Orr et al. examined the capacity of DC/tumor cell fusions to induce immune responses against pancreatic cancer cells. Compared to unvaccinated controls, mice vaccinated with a fusion of KPC cells (isolated from spontaneous pancreatic tumors) and bone marrow-derived DCs had slower tumor growth, improved survival time, and increased tumor recognition by T cells upon post-euthanasia ex vivo stimulation. In the PAN02 pancreatic cancer model, tumor/DC fusions elicited specific tumor immunity in vitro and in vivo. Patient-derived autologous DC/tumor fusions induced tumor-specific CD4+ and CD8+ activation upon ex vivo stimulation.

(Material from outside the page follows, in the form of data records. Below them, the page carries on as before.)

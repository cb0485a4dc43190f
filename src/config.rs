//! Configuration types for bundle-dl
//!
//! Every key is optional; an empty file yields [`Config::default`].
//!
//! ```toml
//! storage_dir = "./archives"
//! allowed_content_types = ["image/jpeg", "application/pdf"]
//! request_timeout = 30
//! max_file_size_mb = 10
//! max_processing_tasks = 3
//! admission = "reserve"
//!
//! [retry]
//! max_attempts = 0
//!
//! [api]
//! bind_address = "127.0.0.1:8080"
//! ```

use crate::error::{Error, Result};
use serde::{Deserialize, Serialize};
use std::{net::SocketAddr, path::Path, path::PathBuf, time::Duration};

/// Archive storage settings
#[derive(Clone, Debug, Serialize, Deserialize)]
pub struct StorageConfig {
    /// Directory archives are written to (default: "./archives")
    #[serde(default = "default_storage_dir")]
    pub storage_dir: PathBuf,
}

impl Default for StorageConfig {
    fn default() -> Self {
        Self {
            storage_dir: default_storage_dir(),
        }
    }
}

/// Link validation and HTTP client settings
#[derive(Clone, Debug, Serialize, Deserialize)]
pub struct FetchConfig {
    /// Media types a link may declare (default: image/jpeg, application/pdf)
    ///
    /// Matching ignores parameters such as `; charset=...` and letter case.
    #[serde(default = "default_allowed_content_types")]
    pub allowed_content_types: Vec<String>,

    /// Timeout for each HTTP call in seconds (default: 30)
    #[serde(default = "default_request_timeout", with = "duration_serde")]
    pub request_timeout: Duration,

    /// Largest accepted file in megabytes (default: 10)
    #[serde(default = "default_max_file_size_mb")]
    pub max_file_size_mb: u64,

    /// Retry policy for probe and fetch requests (default: no retries)
    #[serde(default)]
    pub retry: RetryConfig,
}

impl FetchConfig {
    /// Largest accepted file in bytes
    pub fn max_file_size_bytes(&self) -> u64 {
        self.max_file_size_mb.saturating_mul(1024 * 1024)
    }
}

impl Default for FetchConfig {
    fn default() -> Self {
        Self {
            allowed_content_types: default_allowed_content_types(),
            request_timeout: default_request_timeout(),
            max_file_size_mb: default_max_file_size_mb(),
            retry: RetryConfig::default(),
        }
    }
}

/// Retry behavior for link HTTP requests
#[derive(Clone, Debug, Serialize, Deserialize)]
pub struct RetryConfig {
    /// Maximum number of retry attempts after the first try (default: 0)
    #[serde(default)]
    pub max_attempts: u32,

    /// Initial delay before first retry (default: 1 second)
    #[serde(default = "default_initial_delay", with = "duration_serde")]
    pub initial_delay: Duration,

    /// Maximum delay between retries (default: 30 seconds)
    #[serde(default = "default_max_delay", with = "duration_serde")]
    pub max_delay: Duration,

    /// Multiplier for exponential backoff (default: 2.0)
    #[serde(default = "default_backoff_multiplier")]
    pub backoff_multiplier: f64,

    /// Add random jitter to delays (default: true)
    #[serde(default = "default_true")]
    pub jitter: bool,
}

impl Default for RetryConfig {
    fn default() -> Self {
        Self {
            max_attempts: 0,
            initial_delay: default_initial_delay(),
            max_delay: default_max_delay(),
            backoff_multiplier: default_backoff_multiplier(),
            jitter: true,
        }
    }
}

/// When the admission gate reserves a processing slot for a job
#[derive(Clone, Copy, Debug, Default, PartialEq, Eq, Serialize, Deserialize)]
#[serde(rename_all = "snake_case")]
pub enum AdmissionMode {
    /// `create_job` takes the slot and the job keeps it until its pipeline ends
    #[default]
    Reserve,
    /// `create_job` only checks for a free slot; the pipeline waits for one when it starts
    Advisory,
}

/// Pipeline concurrency and lifecycle settings
#[derive(Clone, Debug, Serialize, Deserialize)]
pub struct ProcessingConfig {
    /// Maximum number of jobs archived at the same time (default: 3)
    #[serde(default = "default_max_processing_tasks")]
    pub max_processing_tasks: usize,

    /// Admission strategy (default: reserve)
    #[serde(default)]
    pub admission: AdmissionMode,

    /// How long shutdown waits for in-flight pipelines, in seconds (default: 30)
    #[serde(default = "default_shutdown_timeout", with = "duration_serde")]
    pub shutdown_timeout: Duration,
}

impl Default for ProcessingConfig {
    fn default() -> Self {
        Self {
            max_processing_tasks: default_max_processing_tasks(),
            admission: AdmissionMode::default(),
            shutdown_timeout: default_shutdown_timeout(),
        }
    }
}

/// REST API server settings
#[derive(Clone, Debug, Serialize, Deserialize)]
pub struct ApiConfig {
    /// Address to bind to (default: 127.0.0.1:8080)
    #[serde(default = "default_bind_address")]
    pub bind_address: SocketAddr,

    /// Enable CORS (default: true)
    #[serde(default = "default_true")]
    pub cors_enabled: bool,

    /// Allowed CORS origins (default: ["*"])
    #[serde(default = "default_cors_origins")]
    pub cors_origins: Vec<String>,

    /// Serve Swagger UI at /swagger-ui (default: true)
    #[serde(default = "default_true")]
    pub swagger_ui: bool,
}

impl Default for ApiConfig {
    fn default() -> Self {
        Self {
            bind_address: default_bind_address(),
            cors_enabled: true,
            cors_origins: default_cors_origins(),
            swagger_ui: true,
        }
    }
}

/// Main configuration for bundle-dl
///
/// Sub-configs are flattened, so the file format stays flat except for the
/// `[retry]` and `[api]` tables.
#[derive(Clone, Debug, Default, Serialize, Deserialize)]
pub struct Config {
    /// Archive storage
    #[serde(flatten)]
    pub storage: StorageConfig,

    /// Link validation and HTTP client
    #[serde(flatten)]
    pub fetch: FetchConfig,

    /// Pipeline concurrency and lifecycle
    #[serde(flatten)]
    pub processing: ProcessingConfig,

    /// REST API server
    #[serde(default)]
    pub api: ApiConfig,
}

impl Config {
    /// Parse a TOML document and validate it
    pub fn from_toml_str(contents: &str) -> Result<Self> {
        let config: Config = toml::from_str(contents).map_err(|e| Error::Config {
            message: e.to_string(),
            key: None,
        })?;
        config.validate()?;
        Ok(config)
    }

    /// Read, parse and validate a TOML config file
    pub fn load(path: &Path) -> Result<Self> {
        let contents = std::fs::read_to_string(path).map_err(|e| Error::Config {
            message: format!("failed to read config file '{}': {}", path.display(), e),
            key: None,
        })?;
        Self::from_toml_str(&contents)
    }

    /// Reject values the service cannot run with
    pub fn validate(&self) -> Result<()> {
        if self.processing.max_processing_tasks == 0 {
            return Err(invalid("max_processing_tasks", "must be at least 1"));
        }
        if self.fetch.max_file_size_mb == 0 {
            return Err(invalid("max_file_size_mb", "must be at least 1"));
        }
        if self.fetch.request_timeout.is_zero() {
            return Err(invalid("request_timeout", "must be at least 1 second"));
        }
        if self.fetch.allowed_content_types.is_empty() {
            return Err(invalid(
                "allowed_content_types",
                "at least one content type is required",
            ));
        }
        if self.fetch.retry.backoff_multiplier < 1.0 {
            return Err(invalid("retry.backoff_multiplier", "must be at least 1.0"));
        }
        Ok(())
    }
}

fn invalid(key: &str, message: &str) -> Error {
    Error::Config {
        message: format!("{key} {message}"),
        key: Some(key.to_string()),
    }
}

fn default_storage_dir() -> PathBuf {
    PathBuf::from("./archives")
}

fn default_allowed_content_types() -> Vec<String> {
    vec!["image/jpeg".to_string(), "application/pdf".to_string()]
}

fn default_request_timeout() -> Duration {
    Duration::from_secs(30)
}

fn default_max_file_size_mb() -> u64 {
    10
}

fn default_max_processing_tasks() -> usize {
    3
}

fn default_shutdown_timeout() -> Duration {
    Duration::from_secs(30)
}

fn default_true() -> bool {
    true
}

fn default_initial_delay() -> Duration {
    Duration::from_secs(1)
}

fn default_max_delay() -> Duration {
    Duration::from_secs(30)
}

fn default_backoff_multiplier() -> f64 {
    2.0
}

fn default_bind_address() -> SocketAddr {
    SocketAddr::from(([127, 0, 0, 1], 8080))
}

fn default_cors_origins() -> Vec<String> {
    vec!["*".to_string()]
}

// Duration serialization helper (whole seconds)
mod duration_serde {
    use serde::{Deserialize, Deserializer, Serializer};
    use std::time::Duration;

    pub fn serialize<S>(duration: &Duration, serializer: S) -> Result<S::Ok, S::Error>
    where
        S: Serializer,
    {
        serializer.serialize_u64(duration.as_secs())
    }

    pub fn deserialize<'de, D>(deserializer: D) -> Result<Duration, D::Error>
    where
        D: Deserializer<'de>,
    {
        let secs = u64::deserialize(deserializer)?;
        Ok(Duration::from_secs(secs))
    }
}

#[allow(clippy::unwrap_used, clippy::expect_used)]
#[cfg(test)]
mod tests {
    use super::*;

    #[test]
    fn empty_document_yields_defaults() {
        let config = Config::from_toml_str("").unwrap();

        assert_eq!(config.storage.storage_dir, PathBuf::from("./archives"));
        assert_eq!(
            config.fetch.allowed_content_types,
            vec!["image/jpeg", "application/pdf"]
        );
        assert_eq!(config.fetch.request_timeout, Duration::from_secs(30));
        assert_eq!(config.fetch.max_file_size_mb, 10);
        assert_eq!(config.fetch.retry.max_attempts, 0);
        assert_eq!(config.processing.max_processing_tasks, 3);
        assert_eq!(config.processing.admission, AdmissionMode::Reserve);
        assert_eq!(config.api.bind_address.port(), 8080);
    }

    #[test]
    fn flat_keys_and_tables_are_read() {
        let config = Config::from_toml_str(
            r#"
            storage_dir = "/var/lib/bundle-dl"
            allowed_content_types = ["image/png"]
            request_timeout = 5
            max_file_size_mb = 2
            max_processing_tasks = 8
            admission = "advisory"
            shutdown_timeout = 3

            [retry]
            max_attempts = 2
            initial_delay = 0
            jitter = false

            [api]
            bind_address = "0.0.0.0:9000"
            swagger_ui = false
            "#,
        )
        .unwrap();

        assert_eq!(config.storage.storage_dir, PathBuf::from("/var/lib/bundle-dl"));
        assert_eq!(config.fetch.allowed_content_types, vec!["image/png"]);
        assert_eq!(config.fetch.request_timeout, Duration::from_secs(5));
        assert_eq!(config.fetch.max_file_size_bytes(), 2 * 1024 * 1024);
        assert_eq!(config.processing.max_processing_tasks, 8);
        assert_eq!(config.processing.admission, AdmissionMode::Advisory);
        assert_eq!(config.processing.shutdown_timeout, Duration::from_secs(3));
        assert_eq!(config.fetch.retry.max_attempts, 2);
        assert_eq!(config.fetch.retry.initial_delay, Duration::ZERO);
        assert!(!config.fetch.retry.jitter);
        assert_eq!(config.api.bind_address.port(), 9000);
        assert!(!config.api.swagger_ui);
        assert!(config.api.cors_enabled);
    }

    #[test]
    fn zero_processing_tasks_is_rejected() {
        let err = Config::from_toml_str("max_processing_tasks = 0").unwrap_err();
        match err {
            Error::Config { key, .. } => assert_eq!(key.as_deref(), Some("max_processing_tasks")),
            other => panic!("expected config error, got {other:?}"),
        }
    }

    #[test]
    fn empty_allow_set_is_rejected() {
        let err = Config::from_toml_str("allowed_content_types = []").unwrap_err();
        assert!(matches!(err, Error::Config { .. }));
    }

    #[test]
    fn malformed_toml_is_a_config_error() {
        let err = Config::from_toml_str("max_processing_tasks = \"three\"").unwrap_err();
        assert!(matches!(err, Error::Config { key: None, .. }));
    }

    #[test]
    fn load_reports_missing_file() {
        let err = Config::load(Path::new("/definitely/not/here.toml")).unwrap_err();
        assert!(err.to_string().contains("failed to read config file"));
    }

    #[test]
    fn load_reads_file_from_disk() {
        let dir = tempfile::tempdir().unwrap();
        let path = dir.path().join("bundle-dl.toml");
        std::fs::write(&path, "max_file_size_mb = 1\n").unwrap();

        let config = Config::load(&path).unwrap();
        assert_eq!(config.fetch.max_file_size_bytes(), 1024 * 1024);
    }
}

Contributed by Margot O’Toole
BACKGROUND: Pancreatic cancer is a highly lethal malignancy often presenting with advanced disease and characterized by resistance to standard chemotherapy. Immune-based therapies such checkpoint inhibition have been largely ineffective such that pancreatic cancer is categorized as an immunologically "cold tumor". In the present study, we examine the therapeutic efficacy of a personalized cancer vaccine in which tumor cells are fused with dendritic cells (DC) resulting in the broad induction of antitumor immunity. RESULTS: In the KPC spontaneous pancreatic cancer murine model, we demonstrated that vaccination with DC/KPC fusions led to expansion of pancreatic cancer specific lymphocytes with an activated phenotype. Remarkably, vaccination led to a reduction in tumor bulk and near doubling of median survival in this highly aggressive model. In a second murine pancreatic model (Panc02), vaccination with DC/tumor fusions similarly led to expansion of tumor antigen specific lymphocytes and their infiltration to the tumor site. Having shown efficacy in immunocompetent murine models, we subsequently demonstrated that DC/tumor fusions generated from primary human pancreatic cancer and autologous DCs potently stimulate tumor specific cytotoxic lymphocyte responses. CONCLUSIONS: DC/tumor fusions induce the activation and expansion of tumor reactive lymphocytes with the capacity to infiltrate into the pancreatic cancer tumor bed.